**Provided records**
▼

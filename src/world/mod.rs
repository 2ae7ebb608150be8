//! World orchestration
//!
//! The world owns the board list, the shared player state, the RNG, and the
//! sound queue. Per-frame pacing lives here: `update` counts down the speed
//! setting and runs a full board tick when it expires. Board transitions
//! requested during a tick are deferred and applied at the start of the
//! next one, so no board is swapped out from under its own simulation.

pub mod visibility;

use ahash::AHashSet;
use rand::SeedableRng;
use rand_chacha::ChaCha8Rng;

use crate::audio::SoundQueue;
use crate::board::{Board, TickContext, TickRequests};
use crate::core::config::EngineConfig;
use crate::core::error::{EngineError, Result};
use crate::core::types::{
    BoardId, Direction, KeyColor, Position, Step, BOARD_HEIGHT, BOARD_WIDTH,
};
use crate::entity::BLANK_GLYPH;
use crate::script::text::ScrollModel;

/// Player-owned state shared by every board.
#[derive(Debug, Clone)]
pub struct WorldState {
    pub health: i16,
    pub ammo: i16,
    pub gems: i16,
    pub torches: i16,
    pub score: i32,
    pub time_elapsed: i16,
    /// Remaining ticks of torchlight; 0 means no torch is lit.
    pub torch_cycles: i16,
    /// Remaining ticks of energizer invulnerability.
    pub energizer_cycles: i16,
    pub keys: AHashSet<KeyColor>,
    /// Script-visible named flags.
    pub flags: AHashSet<String>,
}

impl Default for WorldState {
    fn default() -> Self {
        Self {
            health: 100,
            ammo: 0,
            gems: 0,
            torches: 0,
            score: 0,
            time_elapsed: 0,
            torch_cycles: 0,
            energizer_cycles: 0,
            keys: AHashSet::new(),
            flags: AHashSet::new(),
        }
    }
}

/// One frame's worth of buffered player input.
#[derive(Debug, Clone, Copy, Default)]
pub struct InputState {
    pub up: bool,
    pub down: bool,
    pub left: bool,
    pub right: bool,
    pub shoot: bool,
    pub light_torch: bool,
}

impl InputState {
    /// The buffered movement step. When several directions are held the
    /// vertical axis wins, up before down.
    pub fn step(&self) -> Step {
        if self.up {
            Step::new(0, -1)
        } else if self.down {
            Step::new(0, 1)
        } else if self.left {
            Step::new(-1, 0)
        } else if self.right {
            Step::new(1, 0)
        } else {
            Step::IDLE
        }
    }

    pub fn clear(&mut self) {
        *self = InputState::default();
    }
}

/// The complete game: boards, shared state, pacing, audio.
pub struct World {
    boards: Vec<Board>,
    active: BoardId,
    pub state: WorldState,
    pub config: EngineConfig,
    pub input: InputState,
    pub audio: SoundQueue,
    rng: ChaCha8Rng,
    /// Frames until the next full tick.
    countdown: u8,
    /// Board switch deferred from the previous tick.
    pending_switch: Option<Direction>,
    /// Multi-line text waiting for the outer layer to display.
    scroll: Option<ScrollModel>,
}

impl World {
    pub fn new(config: EngineConfig) -> World {
        Self::with_seed(config, rand::random())
    }

    /// A world with a fixed RNG seed, for reproducible runs and tests.
    pub fn with_seed(config: EngineConfig, seed: u64) -> World {
        World {
            boards: vec![],
            active: BoardId(0),
            state: WorldState::default(),
            config,
            input: InputState::default(),
            audio: SoundQueue::new(),
            rng: ChaCha8Rng::seed_from_u64(seed),
            countdown: 0,
            pending_switch: None,
            scroll: None,
        }
    }

    pub fn add_board(&mut self, board: Board) -> BoardId {
        self.boards.push(board);
        BoardId(self.boards.len() as u16 - 1)
    }

    pub fn board(&self) -> &Board {
        &self.boards[self.active.idx()]
    }

    pub fn board_mut(&mut self) -> &mut Board {
        &mut self.boards[self.active.idx()]
    }

    pub fn board_at_mut(&mut self, id: BoardId) -> Option<&mut Board> {
        self.boards.get_mut(id.idx())
    }

    pub fn active_board(&self) -> BoardId {
        self.active
    }

    pub fn change_active_board(&mut self, id: BoardId) -> Result<()> {
        if id.idx() >= self.boards.len() {
            return Err(EngineError::BadBoardIndex(id.idx()));
        }
        self.active = id;
        Ok(())
    }

    pub fn game_over(&self) -> bool {
        self.state.health <= 0
    }

    /// Advance one frame. Returns true when a full tick ran.
    pub fn update(&mut self) -> bool {
        if self.countdown > 0 {
            self.countdown -= 1;
            return false;
        }
        self.countdown = self.config.speed;
        self.tick();
        true
    }

    /// Run one full simulation tick on the active board.
    pub fn tick(&mut self) {
        self.audio.begin_tick();

        if let Some(direction) = self.pending_switch.take() {
            self.apply_board_switch(direction);
        }

        if self.state.energizer_cycles > 0 {
            self.state.energizer_cycles -= 1;
        }
        if self.state.torch_cycles > 0 {
            self.state.torch_cycles -= 1;
            if self.state.torch_cycles == 0 {
                tracing::debug!("torch burned out");
            }
        }
        if self.input.light_torch {
            self.light_torch();
        }

        let mut requests = TickRequests::default();
        {
            let board = &mut self.boards[self.active.idx()];
            let mut ctx = TickContext {
                state: &mut self.state,
                input: self.input,
                config: &self.config,
                rng: &mut self.rng,
                audio: &self.audio,
                requests: &mut requests,
            };
            board.exec(&mut ctx);
        }

        // World-level requests are applied after the board's own tick has
        // fully settled.
        if let Some(direction) = requests.board_switch {
            self.pending_switch = Some(direction);
        }
        if let Some(scroll) = requests.scroll {
            self.scroll = Some(scroll);
        }

        self.state.time_elapsed = self.state.time_elapsed.saturating_add(1);
        self.input.clear();
        self.audio.end_tick();
    }

    fn light_torch(&mut self) {
        if self.state.torch_cycles > 0 {
            return;
        }
        if !self.board().dark {
            return;
        }
        if self.state.torches > 0 {
            self.state.torches -= 1;
            self.state.torch_cycles = self.config.torch_cycles;
        }
    }

    /// Move the player through a board exit. The player enters the target
    /// board at the mirrored coordinate, pushing obstructions aside; a
    /// blocked entry cancels the transition.
    fn apply_board_switch(&mut self, direction: Direction) {
        let Some(next) = self.board().exits[direction.index()] else {
            return;
        };
        if next.idx() >= self.boards.len() || next == self.active {
            return;
        }
        let here = self.board().player_pos();
        let entry = match direction {
            Direction::North => Position::new(here.x, BOARD_HEIGHT - 1),
            Direction::South => Position::new(here.x, 0),
            Direction::East => Position::new(0, here.y),
            Direction::West => Position::new(BOARD_WIDTH - 1, here.y),
        };
        let step = direction.to_step();

        let mut requests = TickRequests::default();
        let enterable = {
            let board = &mut self.boards[next.idx()];
            let mut ctx = TickContext {
                state: &mut self.state,
                input: self.input,
                config: &self.config,
                rng: &mut self.rng,
                audio: &self.audio,
                requests: &mut requests,
            };
            board.can_enter(entry, step, &mut ctx)
        };
        if !enterable {
            return;
        }
        let target = &mut self.boards[next.idx()];
        if !target.has_player() {
            tracing::warn!(board = next.0, "exit leads to a board without a player");
            return;
        }
        let player = target.player();
        target.relocate_thing(player, entry);
        self.active = next;
        tracing::debug!(board = next.0, x = entry.x, y = entry.y, "board switch");
    }

    /// Take the pending multi-line text model, if a script produced one.
    pub fn take_scroll(&mut self) -> Option<ScrollModel> {
        self.scroll.take()
    }

    /// The player picked a `!label` menu line from a displayed scroll.
    pub fn scroll_link_clicked(&mut self, scroll: &ScrollModel, label: &str) {
        let source = scroll.source;
        self.board_mut().seek_thing_label(source, label);
    }

    /// Render the active board to a glyph/color grid, applying darkness.
    /// The buffer is row-major, `BOARD_WIDTH * BOARD_HEIGHT` cells.
    pub fn paint(&self) -> Vec<(u8, u8)> {
        let board = self.board();
        let dark = board.dark;
        let torch_lit = self.state.torch_cycles > 0;
        let player = if board.has_player() {
            board.player_pos()
        } else {
            Position::default()
        };
        let mut cells = Vec::with_capacity((BOARD_WIDTH * BOARD_HEIGHT) as usize);
        for y in 0..BOARD_HEIGHT {
            for x in 0..BOARD_WIDTH {
                let pos = Position::new(x, y);
                let entity = board.entity_at(pos);
                let visible = !dark
                    || entity.kind.visible_in_dark()
                    || (torch_lit && visibility::lit(x - player.x, y - player.y));
                if visible {
                    cells.push(entity.visual());
                } else {
                    cells.push((BLANK_GLYPH, 0x07));
                }
            }
        }
        cells
    }
}

#[cfg(test)]
pub mod test_support {
    //! A board-with-context harness for unit tests outside this module.

    use rand::SeedableRng;
    use rand_chacha::ChaCha8Rng;

    use super::{InputState, WorldState};
    use crate::audio::SoundQueue;
    use crate::board::{Board, TickContext, TickRequests};
    use crate::core::config::EngineConfig;

    /// Run `f` with a fresh empty board and a default tick context.
    pub fn with_test_ctx(f: impl FnOnce(&mut Board, &mut TickContext)) {
        let mut state = WorldState::default();
        let config = EngineConfig::default();
        let mut rng = ChaCha8Rng::seed_from_u64(0x5eed);
        let audio = SoundQueue::new();
        let mut requests = TickRequests::default();
        let mut board = Board::new();
        let mut ctx = TickContext {
            state: &mut state,
            input: InputState::default(),
            config: &config,
            rng: &mut rng,
            audio: &audio,
            requests: &mut requests,
        };
        f(&mut board, &mut ctx);
    }
}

▲

Filter the listing above, keeping only the lines with "Remaining".

**Your response**
    /// Remaining ticks of torchlight; 0 means no torch is lit.
    /// Remaining ticks of energizer invulnerability.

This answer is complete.